◆ Activity ◆
Two lines below mark the span: the one containing "TaskStatus::Todo => stats.todo" and the one containing "pub fn new(mutator: Arc<OptimisticMutator>)". Set down both, plus every line between, exactly as they stand, and nothing else.

┌─ Supplied material

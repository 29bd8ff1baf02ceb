//! In-memory task collection.
//!
//! Holds the session's task records and derives per-status statistics.
//! Statistics are always recomputed from the current member set rather than
//! incrementally drifted, so counts and members cannot diverge after a
//! partial failure.

use crate::status::TaskStatus;
use crate::types::{Task, TaskPatch, TaskStats};
use std::collections::HashMap;
use tracing::debug;

/// The in-memory set of task records for the current session.
#[derive(Debug, Default)]
pub struct TaskCollection {
    tasks: Vec<Task>,
    /// Per-task write markers, valued from `next_revision`. Entries are
    /// pruned with their tasks; the stale guard stays correct because an
    /// in-flight mutation that captured revision `n` then reads either 0
    /// (pruned) or a strictly larger value (rewritten), never `n` again.
    revisions: HashMap<String, u64>,
    /// Collection-wide monotonic counter. Revision values never repeat,
    /// even for an id that is pruned and later re-added by a refresh.
    next_revision: u64,
}

impl TaskCollection {
    pub fn new() -> Self {
        Self::default()
    }

    /// Wholesale refresh from a fetch. Replaces the member set and rebuilds
    /// the revision map: every incoming task gets a fresh revision and ids
    /// absent from the fetch are pruned.
    pub fn replace_all(&mut self, tasks: Vec<Task>) {
        let mut revisions = HashMap::with_capacity(tasks.len());
        for task in &tasks {
            self.next_revision += 1;
            revisions.insert(task.id.clone(), self.next_revision);
        }
        self.revisions = revisions;
        debug!(count = tasks.len(), "task collection replaced");
        self.tasks = tasks;
    }

    /// Insert one new task at the head (used after a successful new
    /// assignment so it renders first).
    pub fn append(&mut self, task: Task) {
        self.bump(&task.id);
        self.tasks.insert(0, task);
    }

    /// Remove a task by id. Returns the removed record, if present. The
    /// revision entry goes with the task, so an in-flight mutation on it
    /// settles as stale.
    pub fn remove(&mut self, id: &str) -> Option<Task> {
        let pos = self.tasks.iter().position(|t| t.id == id)?;
        self.revisions.remove(id);
        Some(self.tasks.remove(pos))
    }

    /// In-place field merge for one task. Returns `false` if the id is
    /// unknown. Every successful patch bumps the task's revision.
    pub fn patch(&mut self, id: &str, patch: &TaskPatch) -> bool {
        let Some(task) = self.tasks.iter_mut().find(|t| t.id == id) else {
            return false;
        };
        if let Some(status) = patch.status {
            task.status = status;
        }
        if let Some(remarks) = &patch.remarks {
            task.remarks = remarks.clone();
        }
        if let Some(assignee_id) = &patch.assignee_id {
            task.assignee_id = Some(assignee_id.clone());
        }
        if let Some(assignee_name) = &patch.assignee_name {
            task.assignee_name = Some(assignee_name.clone());
        }
        if let Some(due_date) = patch.due_date {
            task.due_date = Some(due_date);
        }
        if let Some(time_taken) = patch.time_taken {
            task.time_taken = time_taken;
        }
        self.bump(id);
        true
    }

    /// Replace one task wholesale (used by rollback to restore a
    /// pre-mutation snapshot).
    pub fn restore(&mut self, snapshot: Task) -> bool {
        let Some(task) = self.tasks.iter_mut().find(|t| t.id == snapshot.id) else {
            return false;
        };
        let id = snapshot.id.clone();
        *task = snapshot;
        self.bump(&id);
        true
    }

    /// Set one subtask's status in place. Returns `false` if the task or
    /// subtask id is unknown.
    pub fn patch_subtask(
        &mut self,
        task_id: &str,
        subtask_id: &str,
        status: crate::status::SubtaskStatus,
    ) -> bool {
        let Some(task) = self.tasks.iter_mut().find(|t| t.id == task_id) else {
            return false;
        };
        let Some(subtask) = task.subtasks.iter_mut().find(|s| s.id == subtask_id) else {
            return false;
        };
        subtask.status = status;
        self.bump(task_id);
        true
    }

    /// Replace a task's subtask chain (from a subtask list fetch).
    pub fn set_subtasks(&mut self, task_id: &str, subtasks: Vec<crate::types::Subtask>) -> bool {
        let Some(task) = self.tasks.iter_mut().find(|t| t.id == task_id) else {
            return false;
        };
        task.subtasks = subtasks;
        self.bump(task_id);
        true
    }

    pub fn get(&self, id: &str) -> Option<&Task> {
        self.tasks.iter().find(|t| t.id == id)
    }

    pub fn tasks(&self) -> &[Task] {
        &self.tasks
    }

    pub fn len(&self) -> usize {
        self.tasks.len()
    }

    pub fn is_empty(&self) -> bool {
        self.tasks.is_empty()
    }

    /// Current write revision for a task id (0 if absent).
    pub fn revision(&self, id: &str) -> u64 {
        self.revisions.get(id).copied().unwrap_or(0)
    }

    fn bump(&mut self, id: &str) {
        self.next_revision += 1;
        self.revisions.insert(id.to_string(), self.next_revision);
    }

    /// Derived statistics, recomputed from the member set on every call.
    pub fn stats(&self) -> TaskStats {
        let mut stats = TaskStats {
            total: self.tasks.len(),
            ..Default::default()
        };
        for task in &self.tasks {
            match task.status {
                TaskStatus::Todo => stats.todo += 1,
                TaskStatus::InProgress => stats.in_progress += 1,
                TaskStatus::Pending => stats.pending += 1,
                TaskStatus::Completed => stats.completed += 1,
            }
        }
        stats
    }
}
//! Drag-and-drop status transitions.
//!
//! A drag gesture that ends over a status lane is just another way of
//! requesting a status transition: it routes through the same optimistic
//! mutation path as the dropdown, so the Pending-requires-remarks deferral
//! and the completed-is-terminal rule apply identically. A drop into the
//! Pending lane therefore comes back as `RemarksRequired`; the UI collects
//! remarks and replays the drop with them attached. No task reaches
//! `Pending` without remarks through either input path.

use crate::error::EngineResult;
use crate::mutator::{MutationOutcome, OptimisticMutator};
use crate::status::TaskStatus;
use crate::types::Actor;
use std::sync::Arc;
use tracing::debug;

/// How a completed drag gesture resolved.
#[derive(Debug, Clone, PartialEq, Eq)]
pub enum DragOutcome {
    /// The drag ended with no valid drop target; nothing happened.
    Ignored,
    /// The drop was interpreted as a status transition.
    Mutation(MutationOutcome),
}

/// Interprets drag gestures against the board's status lanes.
pub struct DragDropCoordinator {
    mutator: Arc<OptimisticMutator>,
}

impl DragDropCoordinator {
    pub fn new(mutator: Arc<OptimisticMutator>) -> Self {
        Self { mutator }
    }

    /// Handle the end of a drag gesture. `target` is the lane the task was
    /// dropped over, if any; `remarks` carries the prompt text when
    /// replaying a Pending drop.
    pub async fn drag_end(
        &self,
        actor: &Actor,
        task_id: &str,
        target: Option<TaskStatus>,
        remarks: Option<String>,
    ) -> EngineResult<DragOutcome> {
        let Some(lane) = target else {
            debug!(task_id, "drag ended without a drop target");
            return Ok(DragOutcome::Ignored);
        };

        let outcome = self
            .mutator
            .change_status(actor, task_id, lane, remarks)
            .await?;
        Ok(DragOutcome::Mutation(outcome))
    }
}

└─

◆ Answer space ◆
                TaskStatus::Todo => stats.todo += 1,
                TaskStatus::InProgress => stats.in_progress += 1,
                TaskStatus::Pending => stats.pending += 1,
                TaskStatus::Completed => stats.completed += 1,
            }
        }
        stats
    }
}
//! Drag-and-drop status transitions.
//!
//! A drag gesture that ends over a status lane is just another way of
//! requesting a status transition: it routes through the same optimistic
//! mutation path as the dropdown, so the Pending-requires-remarks deferral
//! and the completed-is-terminal rule apply identically. A drop into the
//! Pending lane therefore comes back as `RemarksRequired`; the UI collects
//! remarks and replays the drop with them attached. No task reaches
//! `Pending` without remarks through either input path.

use crate::error::EngineResult;
use crate::mutator::{MutationOutcome, OptimisticMutator};
use crate::status::TaskStatus;
use crate::types::Actor;
use std::sync::Arc;
use tracing::debug;

/// How a completed drag gesture resolved.
#[derive(Debug, Clone, PartialEq, Eq)]
pub enum DragOutcome {
    /// The drag ended with no valid drop target; nothing happened.
    Ignored,
    /// The drop was interpreted as a status transition.
    Mutation(MutationOutcome),
}

/// Interprets drag gestures against the board's status lanes.
pub struct DragDropCoordinator {
    mutator: Arc<OptimisticMutator>,
}

impl DragDropCoordinator {
    pub fn new(mutator: Arc<OptimisticMutator>) -> Self {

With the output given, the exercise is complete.